### What you have to do
From the entries below, retype only the lines from the one with "self.note_evicted(oldest.tick);" through the one with "pub fn remove_before(&mut", exactly as written.

BEGIN Information

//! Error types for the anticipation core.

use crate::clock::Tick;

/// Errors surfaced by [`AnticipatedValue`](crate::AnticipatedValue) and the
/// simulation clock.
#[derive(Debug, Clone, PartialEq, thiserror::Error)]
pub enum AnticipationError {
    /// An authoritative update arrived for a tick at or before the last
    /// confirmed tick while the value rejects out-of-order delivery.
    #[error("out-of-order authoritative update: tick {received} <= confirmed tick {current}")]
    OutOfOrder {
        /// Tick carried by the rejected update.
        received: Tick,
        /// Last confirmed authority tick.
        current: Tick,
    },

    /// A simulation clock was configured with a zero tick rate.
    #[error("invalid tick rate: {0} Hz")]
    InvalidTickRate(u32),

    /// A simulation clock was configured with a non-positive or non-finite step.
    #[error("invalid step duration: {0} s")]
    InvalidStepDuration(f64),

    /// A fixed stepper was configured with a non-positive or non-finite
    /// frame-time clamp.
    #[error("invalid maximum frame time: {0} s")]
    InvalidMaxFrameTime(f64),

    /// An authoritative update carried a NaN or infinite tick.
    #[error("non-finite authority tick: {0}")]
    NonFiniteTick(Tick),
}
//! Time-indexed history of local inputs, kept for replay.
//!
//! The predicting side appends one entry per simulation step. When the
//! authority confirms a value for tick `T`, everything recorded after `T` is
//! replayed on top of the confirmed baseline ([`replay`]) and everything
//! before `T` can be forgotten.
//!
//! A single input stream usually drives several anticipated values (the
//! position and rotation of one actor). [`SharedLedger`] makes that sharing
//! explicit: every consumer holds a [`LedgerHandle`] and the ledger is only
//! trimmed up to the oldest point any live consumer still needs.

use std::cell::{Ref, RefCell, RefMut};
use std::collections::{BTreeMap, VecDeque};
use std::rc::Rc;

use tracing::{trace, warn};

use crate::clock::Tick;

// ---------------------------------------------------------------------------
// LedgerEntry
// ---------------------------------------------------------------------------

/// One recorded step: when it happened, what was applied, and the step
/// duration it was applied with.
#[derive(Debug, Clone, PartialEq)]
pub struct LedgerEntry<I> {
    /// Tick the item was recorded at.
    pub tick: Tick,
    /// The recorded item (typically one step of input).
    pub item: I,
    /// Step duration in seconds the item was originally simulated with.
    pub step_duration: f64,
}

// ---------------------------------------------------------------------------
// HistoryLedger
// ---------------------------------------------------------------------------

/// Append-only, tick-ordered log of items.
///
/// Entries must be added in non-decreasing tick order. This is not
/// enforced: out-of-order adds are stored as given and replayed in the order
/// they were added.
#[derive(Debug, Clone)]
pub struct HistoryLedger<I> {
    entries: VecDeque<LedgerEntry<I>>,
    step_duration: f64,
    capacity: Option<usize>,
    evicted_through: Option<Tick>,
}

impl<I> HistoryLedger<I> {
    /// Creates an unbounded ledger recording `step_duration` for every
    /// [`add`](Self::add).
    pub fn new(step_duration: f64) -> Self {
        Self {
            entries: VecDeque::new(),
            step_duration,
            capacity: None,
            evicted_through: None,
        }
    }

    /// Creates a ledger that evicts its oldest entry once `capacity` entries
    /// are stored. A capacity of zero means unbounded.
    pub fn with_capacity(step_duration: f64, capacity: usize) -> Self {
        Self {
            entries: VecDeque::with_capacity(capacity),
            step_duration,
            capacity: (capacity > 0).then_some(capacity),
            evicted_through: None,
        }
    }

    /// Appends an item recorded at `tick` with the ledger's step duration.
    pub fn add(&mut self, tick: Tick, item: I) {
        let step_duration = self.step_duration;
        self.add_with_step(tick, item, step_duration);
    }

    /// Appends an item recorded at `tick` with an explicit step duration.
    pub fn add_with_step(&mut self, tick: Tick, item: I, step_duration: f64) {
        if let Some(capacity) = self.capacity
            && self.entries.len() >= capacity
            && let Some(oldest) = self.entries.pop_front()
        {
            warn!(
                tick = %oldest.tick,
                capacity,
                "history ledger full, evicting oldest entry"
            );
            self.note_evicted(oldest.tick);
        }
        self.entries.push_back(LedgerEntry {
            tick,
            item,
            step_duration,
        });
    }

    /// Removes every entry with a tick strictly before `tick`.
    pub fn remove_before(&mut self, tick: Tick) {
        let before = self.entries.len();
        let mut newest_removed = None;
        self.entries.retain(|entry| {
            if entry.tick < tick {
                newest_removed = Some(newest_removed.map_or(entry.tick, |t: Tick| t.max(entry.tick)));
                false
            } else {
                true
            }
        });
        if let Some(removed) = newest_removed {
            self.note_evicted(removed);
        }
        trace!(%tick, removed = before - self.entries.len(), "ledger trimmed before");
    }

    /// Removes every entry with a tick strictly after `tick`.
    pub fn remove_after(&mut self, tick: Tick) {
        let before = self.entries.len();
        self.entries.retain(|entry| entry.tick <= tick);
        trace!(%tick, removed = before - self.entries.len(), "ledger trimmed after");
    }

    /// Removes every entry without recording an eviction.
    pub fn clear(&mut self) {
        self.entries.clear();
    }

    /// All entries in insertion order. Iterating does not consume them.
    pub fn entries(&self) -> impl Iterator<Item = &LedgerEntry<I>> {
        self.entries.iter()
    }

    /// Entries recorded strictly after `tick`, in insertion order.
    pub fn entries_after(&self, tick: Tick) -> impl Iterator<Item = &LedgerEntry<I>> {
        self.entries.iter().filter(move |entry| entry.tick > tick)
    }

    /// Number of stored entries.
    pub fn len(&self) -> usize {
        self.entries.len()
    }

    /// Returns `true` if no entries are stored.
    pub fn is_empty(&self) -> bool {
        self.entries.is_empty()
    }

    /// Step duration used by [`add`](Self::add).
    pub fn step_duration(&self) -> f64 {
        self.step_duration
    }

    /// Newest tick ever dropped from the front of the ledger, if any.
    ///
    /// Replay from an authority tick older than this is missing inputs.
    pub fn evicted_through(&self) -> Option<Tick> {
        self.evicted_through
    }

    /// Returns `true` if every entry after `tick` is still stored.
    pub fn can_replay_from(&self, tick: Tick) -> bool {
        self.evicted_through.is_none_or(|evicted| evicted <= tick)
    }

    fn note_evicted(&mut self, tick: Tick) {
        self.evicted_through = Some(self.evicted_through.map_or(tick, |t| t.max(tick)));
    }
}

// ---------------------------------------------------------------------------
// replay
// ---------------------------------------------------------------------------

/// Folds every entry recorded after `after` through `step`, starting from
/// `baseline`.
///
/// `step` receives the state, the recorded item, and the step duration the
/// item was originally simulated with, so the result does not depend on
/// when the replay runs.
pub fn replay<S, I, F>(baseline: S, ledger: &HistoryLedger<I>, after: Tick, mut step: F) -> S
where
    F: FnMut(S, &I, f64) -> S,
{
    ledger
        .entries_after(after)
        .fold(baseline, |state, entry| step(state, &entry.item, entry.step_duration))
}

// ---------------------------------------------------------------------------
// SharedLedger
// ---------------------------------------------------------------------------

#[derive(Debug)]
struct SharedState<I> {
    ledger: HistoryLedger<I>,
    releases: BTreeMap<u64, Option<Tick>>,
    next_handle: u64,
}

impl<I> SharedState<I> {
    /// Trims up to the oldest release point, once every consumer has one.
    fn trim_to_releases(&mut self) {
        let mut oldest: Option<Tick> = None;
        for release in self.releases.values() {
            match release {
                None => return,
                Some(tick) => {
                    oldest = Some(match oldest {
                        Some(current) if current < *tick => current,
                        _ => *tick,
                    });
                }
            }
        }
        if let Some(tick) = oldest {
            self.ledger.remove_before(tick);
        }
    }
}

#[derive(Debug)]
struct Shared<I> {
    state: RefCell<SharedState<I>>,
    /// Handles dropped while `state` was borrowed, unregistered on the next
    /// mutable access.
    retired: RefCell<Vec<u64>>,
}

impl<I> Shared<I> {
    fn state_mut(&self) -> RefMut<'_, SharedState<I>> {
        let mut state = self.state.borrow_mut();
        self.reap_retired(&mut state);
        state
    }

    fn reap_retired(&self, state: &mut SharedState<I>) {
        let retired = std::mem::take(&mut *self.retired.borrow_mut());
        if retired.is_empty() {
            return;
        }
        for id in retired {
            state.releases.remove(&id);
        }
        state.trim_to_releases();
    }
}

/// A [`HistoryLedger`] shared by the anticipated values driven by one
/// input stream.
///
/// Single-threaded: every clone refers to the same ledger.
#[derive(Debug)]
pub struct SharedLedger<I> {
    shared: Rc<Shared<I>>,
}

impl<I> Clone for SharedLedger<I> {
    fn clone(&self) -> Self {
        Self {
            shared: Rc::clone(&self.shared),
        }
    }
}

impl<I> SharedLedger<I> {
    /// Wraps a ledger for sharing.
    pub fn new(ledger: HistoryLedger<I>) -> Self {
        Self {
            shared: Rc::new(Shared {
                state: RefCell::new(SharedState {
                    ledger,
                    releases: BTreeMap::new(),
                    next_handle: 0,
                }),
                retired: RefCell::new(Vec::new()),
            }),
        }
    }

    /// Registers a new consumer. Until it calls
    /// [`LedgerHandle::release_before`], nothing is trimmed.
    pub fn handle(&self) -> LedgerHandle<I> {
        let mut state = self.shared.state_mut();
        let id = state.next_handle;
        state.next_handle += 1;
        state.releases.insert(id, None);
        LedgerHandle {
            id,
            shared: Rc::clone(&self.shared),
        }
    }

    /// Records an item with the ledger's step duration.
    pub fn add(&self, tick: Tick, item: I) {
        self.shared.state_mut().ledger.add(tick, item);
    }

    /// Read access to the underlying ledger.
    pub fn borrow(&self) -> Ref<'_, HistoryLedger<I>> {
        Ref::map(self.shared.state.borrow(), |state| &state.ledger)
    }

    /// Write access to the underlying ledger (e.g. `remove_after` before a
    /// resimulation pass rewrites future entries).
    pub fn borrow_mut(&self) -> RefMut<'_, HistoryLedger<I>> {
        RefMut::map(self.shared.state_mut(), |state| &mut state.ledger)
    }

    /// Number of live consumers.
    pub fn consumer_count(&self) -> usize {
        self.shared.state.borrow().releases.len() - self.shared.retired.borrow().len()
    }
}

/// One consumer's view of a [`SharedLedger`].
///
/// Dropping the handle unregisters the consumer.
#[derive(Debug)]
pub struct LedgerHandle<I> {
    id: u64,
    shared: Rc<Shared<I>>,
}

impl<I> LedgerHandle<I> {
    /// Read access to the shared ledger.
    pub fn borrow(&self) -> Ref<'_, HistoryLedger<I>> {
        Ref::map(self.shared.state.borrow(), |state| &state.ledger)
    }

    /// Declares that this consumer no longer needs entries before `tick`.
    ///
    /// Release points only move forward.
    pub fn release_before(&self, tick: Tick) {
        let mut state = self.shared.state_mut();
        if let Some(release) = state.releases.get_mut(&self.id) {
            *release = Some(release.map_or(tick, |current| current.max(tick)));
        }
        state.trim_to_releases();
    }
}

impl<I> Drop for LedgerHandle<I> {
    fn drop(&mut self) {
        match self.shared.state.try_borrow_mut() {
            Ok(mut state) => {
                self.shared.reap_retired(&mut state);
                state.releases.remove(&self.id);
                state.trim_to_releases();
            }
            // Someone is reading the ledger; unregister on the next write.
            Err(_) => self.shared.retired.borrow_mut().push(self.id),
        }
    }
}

END Information

### Answer to this exercise
            self.note_evicted(oldest.tick);
        }
        self.entries.push_back(LedgerEntry {
            tick,
            item,
            step_duration,
        });
    }

    /// Removes every entry with a tick strictly before `tick`.
    pub fn remove_before(&mut self, tick: Tick) {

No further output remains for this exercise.